▶ [Problem statement]: Print, from the listing below, the lines starting at the line containing "filename backend/src/random.rs" and ending at the line containing "pub fn fill_uniform_big(a: &mut", exactly as they stand, and print nothing else.

▶ [Dataset records]:

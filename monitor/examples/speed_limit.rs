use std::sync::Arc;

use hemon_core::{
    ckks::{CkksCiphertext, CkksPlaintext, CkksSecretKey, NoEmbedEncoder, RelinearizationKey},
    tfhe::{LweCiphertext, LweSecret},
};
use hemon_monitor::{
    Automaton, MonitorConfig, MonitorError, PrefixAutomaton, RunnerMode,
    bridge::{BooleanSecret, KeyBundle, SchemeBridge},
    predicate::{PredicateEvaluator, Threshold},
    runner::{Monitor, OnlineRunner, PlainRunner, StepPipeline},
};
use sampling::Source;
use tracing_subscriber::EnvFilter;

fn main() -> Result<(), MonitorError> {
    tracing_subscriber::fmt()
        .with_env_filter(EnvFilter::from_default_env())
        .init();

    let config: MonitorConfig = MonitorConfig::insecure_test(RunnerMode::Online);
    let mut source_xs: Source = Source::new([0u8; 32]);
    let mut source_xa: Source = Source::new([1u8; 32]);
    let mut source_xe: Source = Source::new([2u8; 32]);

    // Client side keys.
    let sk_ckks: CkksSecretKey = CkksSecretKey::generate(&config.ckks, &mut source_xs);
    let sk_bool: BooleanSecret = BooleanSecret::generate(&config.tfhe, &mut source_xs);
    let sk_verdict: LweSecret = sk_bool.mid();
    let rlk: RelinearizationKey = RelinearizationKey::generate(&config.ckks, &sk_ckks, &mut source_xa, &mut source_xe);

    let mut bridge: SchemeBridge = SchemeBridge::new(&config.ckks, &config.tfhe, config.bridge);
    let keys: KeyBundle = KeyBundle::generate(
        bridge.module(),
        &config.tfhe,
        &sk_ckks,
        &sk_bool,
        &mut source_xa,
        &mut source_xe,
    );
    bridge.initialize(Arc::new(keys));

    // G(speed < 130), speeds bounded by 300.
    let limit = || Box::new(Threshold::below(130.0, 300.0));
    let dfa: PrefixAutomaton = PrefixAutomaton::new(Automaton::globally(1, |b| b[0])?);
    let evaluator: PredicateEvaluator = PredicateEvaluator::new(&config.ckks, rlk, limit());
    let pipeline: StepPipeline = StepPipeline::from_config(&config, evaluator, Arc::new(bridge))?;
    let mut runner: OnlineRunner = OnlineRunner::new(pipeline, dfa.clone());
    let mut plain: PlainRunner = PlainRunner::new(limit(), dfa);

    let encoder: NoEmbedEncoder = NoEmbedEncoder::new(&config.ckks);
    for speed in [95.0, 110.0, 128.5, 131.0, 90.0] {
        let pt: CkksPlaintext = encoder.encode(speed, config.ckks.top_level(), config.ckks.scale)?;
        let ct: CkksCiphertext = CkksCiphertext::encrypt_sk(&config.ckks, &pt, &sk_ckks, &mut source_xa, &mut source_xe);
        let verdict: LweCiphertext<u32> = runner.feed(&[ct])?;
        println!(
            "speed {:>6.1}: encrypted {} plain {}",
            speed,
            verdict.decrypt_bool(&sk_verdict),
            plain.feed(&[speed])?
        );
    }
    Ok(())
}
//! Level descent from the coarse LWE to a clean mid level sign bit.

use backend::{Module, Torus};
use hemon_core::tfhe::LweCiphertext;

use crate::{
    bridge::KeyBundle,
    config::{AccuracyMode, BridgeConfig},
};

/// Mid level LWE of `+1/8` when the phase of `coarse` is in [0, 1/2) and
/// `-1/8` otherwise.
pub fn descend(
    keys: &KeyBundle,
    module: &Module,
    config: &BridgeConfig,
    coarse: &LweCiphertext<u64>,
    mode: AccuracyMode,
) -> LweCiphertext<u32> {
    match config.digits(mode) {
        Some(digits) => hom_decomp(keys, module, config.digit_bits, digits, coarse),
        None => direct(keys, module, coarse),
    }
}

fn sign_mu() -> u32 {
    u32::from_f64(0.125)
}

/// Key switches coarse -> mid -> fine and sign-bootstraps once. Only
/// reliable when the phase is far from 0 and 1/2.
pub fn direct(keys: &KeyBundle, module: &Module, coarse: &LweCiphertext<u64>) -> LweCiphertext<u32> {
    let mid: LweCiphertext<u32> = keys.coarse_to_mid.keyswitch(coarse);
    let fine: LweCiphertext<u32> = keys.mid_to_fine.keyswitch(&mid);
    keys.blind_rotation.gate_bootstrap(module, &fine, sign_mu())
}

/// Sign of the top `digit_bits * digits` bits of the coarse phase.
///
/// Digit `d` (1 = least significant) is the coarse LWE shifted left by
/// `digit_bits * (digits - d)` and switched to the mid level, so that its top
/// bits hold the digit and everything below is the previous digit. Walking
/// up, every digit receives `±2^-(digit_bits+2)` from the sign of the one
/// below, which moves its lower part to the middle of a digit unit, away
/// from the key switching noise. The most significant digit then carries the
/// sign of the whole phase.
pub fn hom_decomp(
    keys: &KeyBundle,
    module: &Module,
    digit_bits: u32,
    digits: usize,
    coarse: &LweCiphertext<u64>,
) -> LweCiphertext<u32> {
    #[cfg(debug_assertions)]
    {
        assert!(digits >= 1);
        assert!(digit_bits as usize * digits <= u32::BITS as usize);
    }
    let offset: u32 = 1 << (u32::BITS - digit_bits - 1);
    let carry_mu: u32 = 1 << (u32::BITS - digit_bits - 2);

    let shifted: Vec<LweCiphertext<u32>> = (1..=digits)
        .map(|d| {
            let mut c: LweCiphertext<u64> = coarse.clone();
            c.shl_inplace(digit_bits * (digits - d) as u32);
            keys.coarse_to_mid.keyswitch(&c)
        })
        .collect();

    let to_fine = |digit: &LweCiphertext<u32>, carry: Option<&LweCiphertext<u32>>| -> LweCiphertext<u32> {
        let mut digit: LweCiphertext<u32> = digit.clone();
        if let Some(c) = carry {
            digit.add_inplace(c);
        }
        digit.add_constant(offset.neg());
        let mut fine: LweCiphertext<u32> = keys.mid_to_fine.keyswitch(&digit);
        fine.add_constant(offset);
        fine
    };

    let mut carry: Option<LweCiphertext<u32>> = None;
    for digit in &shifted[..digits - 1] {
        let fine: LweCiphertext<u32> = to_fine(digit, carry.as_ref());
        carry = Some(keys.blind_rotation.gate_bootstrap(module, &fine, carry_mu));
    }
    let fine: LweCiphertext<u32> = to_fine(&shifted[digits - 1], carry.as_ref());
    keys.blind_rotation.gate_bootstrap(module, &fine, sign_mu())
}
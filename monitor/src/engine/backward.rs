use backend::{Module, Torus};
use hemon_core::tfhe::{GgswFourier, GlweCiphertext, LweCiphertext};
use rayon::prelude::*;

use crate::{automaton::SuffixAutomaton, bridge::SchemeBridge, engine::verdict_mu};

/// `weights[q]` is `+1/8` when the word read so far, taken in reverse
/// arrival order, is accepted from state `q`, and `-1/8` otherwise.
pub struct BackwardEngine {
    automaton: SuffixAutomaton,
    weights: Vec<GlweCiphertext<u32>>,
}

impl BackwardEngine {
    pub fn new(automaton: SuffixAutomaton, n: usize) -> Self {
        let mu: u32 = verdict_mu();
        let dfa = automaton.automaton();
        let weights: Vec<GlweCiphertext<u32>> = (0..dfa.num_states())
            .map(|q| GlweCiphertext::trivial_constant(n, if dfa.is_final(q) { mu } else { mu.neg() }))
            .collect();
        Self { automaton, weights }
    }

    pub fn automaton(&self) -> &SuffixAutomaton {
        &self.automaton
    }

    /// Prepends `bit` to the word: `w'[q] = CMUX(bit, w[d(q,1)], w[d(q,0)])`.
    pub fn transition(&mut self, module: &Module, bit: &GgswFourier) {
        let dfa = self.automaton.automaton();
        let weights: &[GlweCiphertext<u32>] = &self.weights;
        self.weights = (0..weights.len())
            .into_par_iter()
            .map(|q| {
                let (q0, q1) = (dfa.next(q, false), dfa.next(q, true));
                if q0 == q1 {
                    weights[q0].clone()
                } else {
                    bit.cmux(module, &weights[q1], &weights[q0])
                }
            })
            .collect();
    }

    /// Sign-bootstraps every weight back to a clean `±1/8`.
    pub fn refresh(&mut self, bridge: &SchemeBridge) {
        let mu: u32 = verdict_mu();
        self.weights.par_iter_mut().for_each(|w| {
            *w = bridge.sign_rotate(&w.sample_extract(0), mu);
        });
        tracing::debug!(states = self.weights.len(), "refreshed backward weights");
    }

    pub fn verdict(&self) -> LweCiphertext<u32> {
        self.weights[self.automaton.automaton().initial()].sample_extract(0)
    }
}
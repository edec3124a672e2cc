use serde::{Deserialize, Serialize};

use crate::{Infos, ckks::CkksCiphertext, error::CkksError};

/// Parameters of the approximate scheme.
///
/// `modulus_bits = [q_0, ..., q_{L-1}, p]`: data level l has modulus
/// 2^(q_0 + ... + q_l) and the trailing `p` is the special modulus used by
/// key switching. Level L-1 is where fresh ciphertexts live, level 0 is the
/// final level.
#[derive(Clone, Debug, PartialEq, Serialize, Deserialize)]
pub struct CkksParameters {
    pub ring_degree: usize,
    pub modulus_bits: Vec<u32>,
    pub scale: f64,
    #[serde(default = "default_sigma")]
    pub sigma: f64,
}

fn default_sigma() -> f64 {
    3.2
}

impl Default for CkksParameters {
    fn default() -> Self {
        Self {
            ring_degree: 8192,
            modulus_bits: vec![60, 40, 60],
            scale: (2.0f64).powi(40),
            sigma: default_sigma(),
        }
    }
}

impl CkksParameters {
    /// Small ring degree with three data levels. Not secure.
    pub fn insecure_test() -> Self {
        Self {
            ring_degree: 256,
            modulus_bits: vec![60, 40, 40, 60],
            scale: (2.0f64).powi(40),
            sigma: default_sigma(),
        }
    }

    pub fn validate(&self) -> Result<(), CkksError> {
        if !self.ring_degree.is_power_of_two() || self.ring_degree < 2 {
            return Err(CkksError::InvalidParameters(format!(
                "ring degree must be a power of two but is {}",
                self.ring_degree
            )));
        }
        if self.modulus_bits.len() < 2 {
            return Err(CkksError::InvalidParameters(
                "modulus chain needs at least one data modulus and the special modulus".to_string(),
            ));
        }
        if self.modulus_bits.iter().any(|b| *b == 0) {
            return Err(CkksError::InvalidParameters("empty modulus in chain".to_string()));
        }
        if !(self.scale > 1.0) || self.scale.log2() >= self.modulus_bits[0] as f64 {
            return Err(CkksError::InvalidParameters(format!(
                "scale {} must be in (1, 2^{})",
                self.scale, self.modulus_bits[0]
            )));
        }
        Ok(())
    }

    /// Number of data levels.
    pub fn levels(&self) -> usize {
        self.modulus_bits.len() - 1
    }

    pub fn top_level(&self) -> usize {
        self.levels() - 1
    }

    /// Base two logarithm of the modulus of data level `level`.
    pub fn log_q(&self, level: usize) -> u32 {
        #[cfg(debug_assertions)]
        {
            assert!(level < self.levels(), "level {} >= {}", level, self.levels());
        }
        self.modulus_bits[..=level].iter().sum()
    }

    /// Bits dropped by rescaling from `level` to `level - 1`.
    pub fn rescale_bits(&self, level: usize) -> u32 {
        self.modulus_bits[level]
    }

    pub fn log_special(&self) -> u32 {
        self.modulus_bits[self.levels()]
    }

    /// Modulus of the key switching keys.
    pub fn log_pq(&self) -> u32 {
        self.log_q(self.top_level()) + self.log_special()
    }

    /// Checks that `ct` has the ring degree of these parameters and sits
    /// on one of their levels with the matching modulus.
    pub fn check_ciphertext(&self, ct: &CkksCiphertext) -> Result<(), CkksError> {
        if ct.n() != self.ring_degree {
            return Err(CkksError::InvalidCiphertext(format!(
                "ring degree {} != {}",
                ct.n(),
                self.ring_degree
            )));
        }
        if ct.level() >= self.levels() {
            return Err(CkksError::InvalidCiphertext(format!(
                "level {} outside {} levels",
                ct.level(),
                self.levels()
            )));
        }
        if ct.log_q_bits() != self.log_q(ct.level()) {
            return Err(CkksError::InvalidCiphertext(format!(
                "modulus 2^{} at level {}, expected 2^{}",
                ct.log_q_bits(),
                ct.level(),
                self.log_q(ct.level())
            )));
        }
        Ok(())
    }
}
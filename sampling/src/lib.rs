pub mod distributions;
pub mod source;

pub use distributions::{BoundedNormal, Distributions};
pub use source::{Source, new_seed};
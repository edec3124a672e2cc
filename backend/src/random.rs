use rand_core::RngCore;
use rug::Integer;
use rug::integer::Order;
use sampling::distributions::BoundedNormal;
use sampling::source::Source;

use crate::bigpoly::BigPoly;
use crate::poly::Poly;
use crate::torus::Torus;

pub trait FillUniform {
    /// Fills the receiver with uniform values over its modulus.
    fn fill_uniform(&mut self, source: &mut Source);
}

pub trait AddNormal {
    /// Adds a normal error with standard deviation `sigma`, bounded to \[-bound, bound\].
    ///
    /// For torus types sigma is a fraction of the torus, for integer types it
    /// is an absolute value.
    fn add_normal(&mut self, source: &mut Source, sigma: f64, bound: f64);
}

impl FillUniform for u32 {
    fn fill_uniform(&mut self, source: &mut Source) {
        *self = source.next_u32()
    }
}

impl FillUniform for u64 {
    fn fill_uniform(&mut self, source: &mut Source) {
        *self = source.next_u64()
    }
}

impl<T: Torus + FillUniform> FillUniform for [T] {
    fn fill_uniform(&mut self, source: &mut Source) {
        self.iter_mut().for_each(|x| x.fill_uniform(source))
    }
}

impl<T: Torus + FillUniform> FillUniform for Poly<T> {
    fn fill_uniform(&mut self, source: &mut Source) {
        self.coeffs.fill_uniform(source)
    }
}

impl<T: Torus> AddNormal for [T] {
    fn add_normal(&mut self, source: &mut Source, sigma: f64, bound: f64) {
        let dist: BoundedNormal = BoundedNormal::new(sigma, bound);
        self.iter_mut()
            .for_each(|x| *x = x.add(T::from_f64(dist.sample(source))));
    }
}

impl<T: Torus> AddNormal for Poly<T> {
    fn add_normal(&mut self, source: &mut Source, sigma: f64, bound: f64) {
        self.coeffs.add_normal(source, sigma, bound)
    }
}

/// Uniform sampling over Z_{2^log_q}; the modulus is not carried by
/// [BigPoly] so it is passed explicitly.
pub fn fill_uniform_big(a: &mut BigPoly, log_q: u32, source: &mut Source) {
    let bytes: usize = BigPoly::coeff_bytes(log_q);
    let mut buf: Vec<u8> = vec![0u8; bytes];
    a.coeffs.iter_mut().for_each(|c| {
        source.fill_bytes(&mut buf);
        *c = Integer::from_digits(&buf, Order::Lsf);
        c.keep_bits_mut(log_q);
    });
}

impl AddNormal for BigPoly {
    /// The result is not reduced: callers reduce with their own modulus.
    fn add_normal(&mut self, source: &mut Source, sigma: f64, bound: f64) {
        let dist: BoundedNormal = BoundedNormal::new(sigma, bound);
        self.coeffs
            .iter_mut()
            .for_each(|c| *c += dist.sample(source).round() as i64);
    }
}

▶ [Finished task]:
filename backend/src/random.rs
use rand_core::RngCore;
use rug::Integer;
use rug::integer::Order;
use sampling::distributions::BoundedNormal;
use sampling::source::Source;

use crate::bigpoly::BigPoly;
use crate::poly::Poly;
use crate::torus::Torus;

pub trait FillUniform {
    /// Fills the receiver with uniform values over its modulus.
    fn fill_uniform(&mut self, source: &mut Source);
}

pub trait AddNormal {
    /// Adds a normal error with standard deviation `sigma`, bounded to \[-bound, bound\].
    ///
    /// For torus types sigma is a fraction of the torus, for integer types it
    /// is an absolute value.
    fn add_normal(&mut self, source: &mut Source, sigma: f64, bound: f64);
}

impl FillUniform for u32 {
    fn fill_uniform(&mut self, source: &mut Source) {
        *self = source.next_u32()
    }
}

impl FillUniform for u64 {
    fn fill_uniform(&mut self, source: &mut Source) {
        *self = source.next_u64()
    }
}

impl<T: Torus + FillUniform> FillUniform for [T] {
    fn fill_uniform(&mut self, source: &mut Source) {
        self.iter_mut().for_each(|x| x.fill_uniform(source))
    }
}

impl<T: Torus + FillUniform> FillUniform for Poly<T> {
    fn fill_uniform(&mut self, source: &mut Source) {
        self.coeffs.fill_uniform(source)
    }
}

impl<T: Torus> AddNormal for [T] {
    fn add_normal(&mut self, source: &mut Source, sigma: f64, bound: f64) {
        let dist: BoundedNormal = BoundedNormal::new(sigma, bound);
        self.iter_mut()
            .for_each(|x| *x = x.add(T::from_f64(dist.sample(source))));
    }
}

impl<T: Torus> AddNormal for Poly<T> {
    fn add_normal(&mut self, source: &mut Source, sigma: f64, bound: f64) {
        self.coeffs.add_normal(source, sigma, bound)
    }
}

/// Uniform sampling over Z_{2^log_q}; the modulus is not carried by
/// [BigPoly] so it is passed explicitly.
pub fn fill_uniform_big(a: &mut BigPoly, log_q: u32, source: &mut Source) {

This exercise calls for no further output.